EXERCISE DIRECTIONS: From the entries that follow, pick out all lines holding "request".

*** PROVIDED INFORMATION Section Begins ***

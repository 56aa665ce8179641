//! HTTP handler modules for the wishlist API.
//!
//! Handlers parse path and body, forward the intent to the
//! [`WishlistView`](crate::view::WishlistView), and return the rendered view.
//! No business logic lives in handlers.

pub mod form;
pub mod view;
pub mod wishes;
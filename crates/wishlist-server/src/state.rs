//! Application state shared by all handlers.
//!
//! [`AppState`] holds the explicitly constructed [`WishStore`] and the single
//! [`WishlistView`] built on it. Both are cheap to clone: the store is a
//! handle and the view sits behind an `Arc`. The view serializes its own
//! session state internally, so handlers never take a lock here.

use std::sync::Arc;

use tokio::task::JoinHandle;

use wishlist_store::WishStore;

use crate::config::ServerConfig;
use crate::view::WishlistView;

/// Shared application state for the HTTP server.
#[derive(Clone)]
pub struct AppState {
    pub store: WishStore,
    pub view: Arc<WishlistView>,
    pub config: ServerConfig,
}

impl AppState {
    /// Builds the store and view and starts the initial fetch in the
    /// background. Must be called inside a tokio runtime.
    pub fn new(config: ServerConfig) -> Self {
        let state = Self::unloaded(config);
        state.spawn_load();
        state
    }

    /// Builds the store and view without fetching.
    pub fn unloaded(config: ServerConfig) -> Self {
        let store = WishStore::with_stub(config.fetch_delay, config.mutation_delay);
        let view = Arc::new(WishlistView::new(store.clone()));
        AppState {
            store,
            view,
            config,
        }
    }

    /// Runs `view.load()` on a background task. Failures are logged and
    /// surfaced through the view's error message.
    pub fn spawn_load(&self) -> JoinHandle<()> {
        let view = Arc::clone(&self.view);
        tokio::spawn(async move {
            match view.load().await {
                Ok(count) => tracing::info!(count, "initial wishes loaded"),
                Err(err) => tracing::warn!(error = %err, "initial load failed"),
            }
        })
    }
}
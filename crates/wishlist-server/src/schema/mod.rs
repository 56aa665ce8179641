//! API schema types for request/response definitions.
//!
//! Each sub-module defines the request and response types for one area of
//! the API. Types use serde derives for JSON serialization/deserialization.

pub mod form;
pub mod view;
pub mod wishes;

*** PROVIDED INFORMATION Section Ends ***

RESULT BELOW:
//! API schema types for request/response definitions.
//! Each sub-module defines the request and response types for one area of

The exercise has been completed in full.